ANSWER: You’re off to a good start with an information sharing agreement. That should allow you to share confidential peer review information between and among your sister organizations. There is also language you can add to your bylaws or credentials policy (bylaws documents) that can help. For instance, we recommend threshold eligibility criteria that would render someone ineligible if he or she had staff appointment or privileges “denied, revoked, or terminated” for reasons related to clinical competence or professional conduct at any hospital or health care facility, or had resigned appointment during an investigation, or had an application for appointment not processed due to an omission or misrepresentation. These threshold eligibility criteria apply not only at appointment and reappointment but during the term of appointment and your bylaws documents should make it clear that failure to satisfy these criteria during appointment will result in an automatic relinquishment.
It is also helpful to have language in your bylaws documents that makes it clear that certain actions, such as a performance improvement plan, automatic relinquishment, or professional review action, when taken at one hospital in the system will be automatically effective at all of the other hospitals in the system. The bylaws language should allow for a waiver by the Board, upon the recommendation of the appropriate Medical Executive Committee, when it would not be necessary or appropriate for the action to be effective at any given hospital. This language gives you some wiggle room and some discretion, but it also helps ensure that you are not caught up in redoing peer review efforts, including investigations and hearings, at multiple hospitals in the system. Fortunately, there is helpful language in the National Practitioner Data Bank Guidebook which makes it clear that administrative actions taken by hospitals in a system based exclusively on the action taken at a sister hospital should not be reported to the NPDB.

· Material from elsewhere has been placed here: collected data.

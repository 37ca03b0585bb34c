//! Capped exponential backoff for transient backend errors.

use std::time::Duration;

/// Delay doubles on each consecutive failure up to `max`; success resets it.
#[derive(Debug, Clone)]
pub struct Backoff {
    initial: Duration,
    max: Duration,
    current: Option<Duration>,
}

impl Backoff {
    pub fn new(initial: Duration, max: Duration) -> Self {
        Self {
            initial,
            max: max.max(initial),
            current: None,
        }
    }

    /// Delay to wait before the next attempt after a failure.
    pub fn next_delay(&mut self) -> Duration {
        let next = match self.current {
            None => self.initial,
            Some(delay) => delay.saturating_mul(2).min(self.max),
        };
        self.current = Some(next);
        next
    }

    pub fn reset(&mut self) {
        self.current = None;
    }
}
//! Set of entities whose migration is still incomplete.
//!
//! The producer adds an entity before publishing anything for it; the
//! completion handler removes it once its counter reaches zero. The first
//! time the set is emptied the tracker requests shutdown. It never fires
//! again, even if entities are added afterwards.

use crate::engine::shutdown::{ShutdownHandle, ShutdownReason};
use crate::telemetry::metrics;
use std::collections::HashSet;
use std::sync::{Mutex, MutexGuard, PoisonError};
use tracing::info;

#[derive(Debug, Default)]
struct TrackerState {
    entities: HashSet<String>,
    /// Set by the first `add`; an empty tracker that never held anything
    /// is not considered drained.
    armed: bool,
    fired: bool,
}

#[derive(Debug, Default)]
pub struct EntityTracker {
    state: Mutex<TrackerState>,
    shutdown: Option<ShutdownHandle>,
}

impl EntityTracker {
    /// A tracker that only records drain, without requesting shutdown.
    pub fn new() -> Self {
        Self::default()
    }

    /// A tracker that requests [`ShutdownReason::Drained`] when emptied.
    pub fn with_shutdown(shutdown: ShutdownHandle) -> Self {
        Self {
            state: Mutex::default(),
            shutdown: Some(shutdown),
        }
    }

    fn lock(&self) -> MutexGuard<'_, TrackerState> {
        self.state.lock().unwrap_or_else(PoisonError::into_inner)
    }

    /// Start tracking an entity. Returns false if it was already tracked.
    pub fn add(&self, entity_id: &str) -> bool {
        let added = {
            let mut state = self.lock();
            state.armed = true;
            state.entities.insert(entity_id.to_string())
        };
        if added {
            metrics::tracked_entities().add(1, &[]);
        }
        added
    }

    /// Stop tracking an entity. Removing an absent id is a no-op.
    ///
    /// Returns true if the entity was tracked.
    pub fn remove(&self, entity_id: &str) -> bool {
        let (removed, drained) = {
            let mut state = self.lock();
            let removed = state.entities.remove(entity_id);
            (removed, removed && Self::take_drain(&mut state))
        };
        if removed {
            metrics::tracked_entities().add(-1, &[]);
        }
        if drained {
            self.fire();
        }
        removed
    }

    pub fn count(&self) -> usize {
        self.lock().entities.len()
    }

    pub fn contains(&self, entity_id: &str) -> bool {
        self.lock().entities.contains(entity_id)
    }

    /// True once something was tracked and nothing is left.
    pub fn is_drained(&self) -> bool {
        let state = self.lock();
        state.armed && state.entities.is_empty()
    }

    /// Request shutdown if the tracker is drained and has not fired yet.
    ///
    /// Returns true if this call fired.
    pub fn notify_if_drained(&self) -> bool {
        let drained = Self::take_drain(&mut self.lock());
        if drained {
            self.fire();
        }
        drained
    }

    /// Claim the one-shot drain notification if the set is empty.
    fn take_drain(state: &mut TrackerState) -> bool {
        if state.armed && !state.fired && state.entities.is_empty() {
            state.fired = true;
            true
        } else {
            false
        }
    }

    fn fire(&self) {
        info!("all tracked entities have completed");
        if let Some(shutdown) = &self.shutdown {
            shutdown.request(ShutdownReason::Drained);
        }
    }
}
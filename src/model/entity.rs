//! Entities to migrate and their table representation.

use rand::Rng;
use serde::{Deserialize, Serialize};

const ID_LEN: usize = 30;
const LETTERS: &[u8] = b"abcdefghijklmnopqrstuvwxyzABCDEFGHIJKLMNOPQRSTUVWXYZ";

/// An entity whose messages must all be processed before it counts as migrated.
#[derive(Debug, Clone, PartialEq, Eq)]
pub struct Entity {
    id: String,
    messages: Vec<String>,
}

impl Entity {
    /// Generate an entity with a random id and `0..max_messages` messages.
    pub fn generate(max_messages: usize) -> Self {
        let mut rng = rand::thread_rng();
        let id: String = (0..ID_LEN)
            .map(|_| LETTERS[rng.gen_range(0..LETTERS.len())] as char)
            .collect();
        let count = if max_messages == 0 {
            0
        } else {
            rng.gen_range(0..max_messages)
        };
        Self::with_message_count(id, count)
    }

    /// Build an entity with a known id and message count.
    pub fn with_message_count(id: impl Into<String>, count: usize) -> Self {
        let id = id.into();
        let messages = (0..count)
            .map(|n| format!("Entity: {id} | Message # {n}"))
            .collect();
        Self { id, messages }
    }

    pub fn id(&self) -> &str {
        &self.id
    }

    pub fn message_count(&self) -> usize {
        self.messages.len()
    }

    pub fn messages(&self) -> &[String] {
        &self.messages
    }

    /// The table row recording how many messages are outstanding.
    pub fn to_item(&self) -> EntityMessages {
        EntityMessages {
            entity_id: self.id.clone(),
            message_count: self.messages.len() as i64,
        }
    }
}

/// Table item: outstanding message count per entity.
#[derive(Debug, Clone, PartialEq, Eq, Serialize, Deserialize)]
pub struct EntityMessages {
    pub entity_id: String,
    pub message_count: i64,
}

QUESTION: We are considering having a Credentials Verification Organization (“CVO”) perform primary source verification and other required verifications for our credentialing process. Do we need to have some sort of agreement in place? If so, what should that agreement include?
ANSWER: Regardless of whether you are using an internal CVO (i.e., one that is a part of your organization) or an external, independent CVO (i.e., one that has no corporate affiliation with your hospital), there should be an agreement in place between the CVO and the hospital.
An agreement should define the obligations of the CVO, including the services that it will provide. The agreement should also specifically identify the information that will be verified and the sources that will be used for verification purposes. If ongoing monitoring of practitioners’ credentials is a part of the services the CVO will provide, the agreement should state this and indicate the credentials that will be monitored (e.g., Medicare and Medicaid sanctions and exclusions).
Furthermore, sharing of confidential credentials information should be addressed and include provisions on how sensitive information such as National Practitioner Data Bank reports and drug or alcohol treatment information will be handled and shared. If the hospital is involved in delegated credentialing for third-party payors, there are special considerations for sub-delegation agreements, which would include agreements with an external CVO to perform verification activities.
Specifically, the agreement must require semiannual reporting of the CVO to the hospital on its conduct of the contracted-for activities, describe the process by which the hospital evaluates the CVO’s performance under the agreement, and describe the remedies available to the hospital if the CVO does not fulfill its obligations, including revocation of the delegation agreement.